- [What you have to do]
From the entries, return every line where the string "there" shows up.
·····
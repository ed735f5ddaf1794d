//! Shared fixtures for unit tests

use crate::GeneratorConfig;
use crate::context::GenerationContext;
use blueprint_core::{FieldType, ReferentialAction};
use blueprint_ir::{Blueprint, Entity, Field, PermissionConfig, Relationship, RoleGrants};
use chrono::{NaiveDate, NaiveDateTime};

pub fn fixed_timestamp() -> NaiveDateTime {
    NaiveDate::from_ymd_opt(2024, 1, 15)
        .unwrap()
        .and_hms_opt(10, 30, 0)
        .unwrap()
}

pub fn fixed_config() -> GeneratorConfig {
    GeneratorConfig::new().with_timestamp(fixed_timestamp())
}

/// Warehouse → Location (one-to-many, cascade), Product ↔ Tag (pivot),
/// Product's computed gross price, StockLevel referencing Product and
/// Location by field, permissions on warehouses and products.
pub fn inventory() -> Blueprint {
    Blueprint::new("Inventory")
        .with_entity(
            Entity::new("Warehouse")
                .with_field(Field::new("name", FieldType::String))
                .with_field(Field::new("code", FieldType::String).unique())
                .with_field(Field::new("capacity", FieldType::Decimal).nullable()),
        )
        .with_entity(
            Entity::new("Location")
                .with_field(Field::new("code", FieldType::String))
                .with_field(Field::new("aisle", FieldType::Integer).nullable()),
        )
        .with_entity(
            Entity::new("Product")
                .with_field(Field::new("name", FieldType::String))
                .with_field(Field::new("sku", FieldType::String).unique())
                .with_field(Field::new("price", FieldType::Decimal))
                .with_field(Field::new("active", FieldType::Boolean))
                .with_field(Field::new("attributes", FieldType::Json).nullable())
                .with_computed("gross_price", "price * 1.16"),
        )
        .with_entity(Entity::new("Tag").with_field(Field::new("name", FieldType::String)))
        .with_entity(
            Entity::new("StockLevel")
                .with_field(Field::new("quantity", FieldType::Integer))
                .with_field(Field::new("product_id", FieldType::Integer))
                .with_field(Field::new("location_id", FieldType::Integer)),
        )
        .with_relationship(
            Relationship::one_to_many("Warehouse", "Location").on_delete(ReferentialAction::Cascade),
        )
        .with_relationship(Relationship::many_to_many("Product", "Tag"))
        .with_permissions(
            PermissionConfig::new("inventory")
                .with_resource("warehouses")
                .with_resource("products")
                .with_roles(RoleGrants::All(vec!["admin".into()])),
        )
}

pub fn inventory_ctx() -> GenerationContext {
    GenerationContext::new(&inventory(), &fixed_config()).unwrap()
}

pub fn ctx_with(config: GeneratorConfig) -> GenerationContext {
    GenerationContext::new(&inventory(), &config.with_timestamp(fixed_timestamp())).unwrap()
}
impl ValidationResult {
    /// Create a successful validation result
    pub fn ok() -> Self {
        Self {
            valid: true,
            errors: Vec::new(),
            warnings: Vec::new(),
        }
    }

    /// Create a failed validation result with an error
    pub fn error(error: ValidationError) -> Self {
        Self {
            valid: false,
            errors: vec![error],
            warnings: Vec::new(),
        }
    }

    /// Add an error to the result
    pub fn add_error(&mut self, error: ValidationError) {
        self.valid = false;
        self.errors.push(error);
    }

    /// Add a warning to the result
    pub fn add_warning(&mut self, warning: ValidationWarning) {
        self.warnings.push(warning);
    }

    /// Merge another validation result into this one
    pub fn merge(&mut self, other: ValidationResult) {
        if !other.valid {
            self.valid = false;
        }
        self.errors.extend(other.errors);
        self.warnings.extend(other.warnings);
    }

    /// Check if there are any errors
    pub fn has_errors(&self) -> bool {
        !self.errors.is_empty()
    }

    /// Check if there are any warnings
    pub fn has_warnings(&self) -> bool {
        !self.warnings.is_empty()
    }

    /// Check whether an error with this code was reported
    pub fn has_error_code(&self, code: ValidationErrorCode) -> bool {
        self.errors.iter().any(|e| e.code == code)
    }

    /// Convert to EngineResult (fails if any errors)
    pub fn to_result(self) -> EngineResult<()> {
        if self.valid {
            Ok(())
        } else {
            let msg = self
                .errors
                .iter()
                .map(|e| e.to_string())
                .collect::<Vec<_>>()
                .join("; ");
            Err(EngineError::validation(msg))
        }
    }
}

impl Default for ValidationResult {
    fn default() -> Self {
        Self::ok()
    }
}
·····
- [Response to this exercise]
    /// Check if there are any errors
    /// Check if there are any warnings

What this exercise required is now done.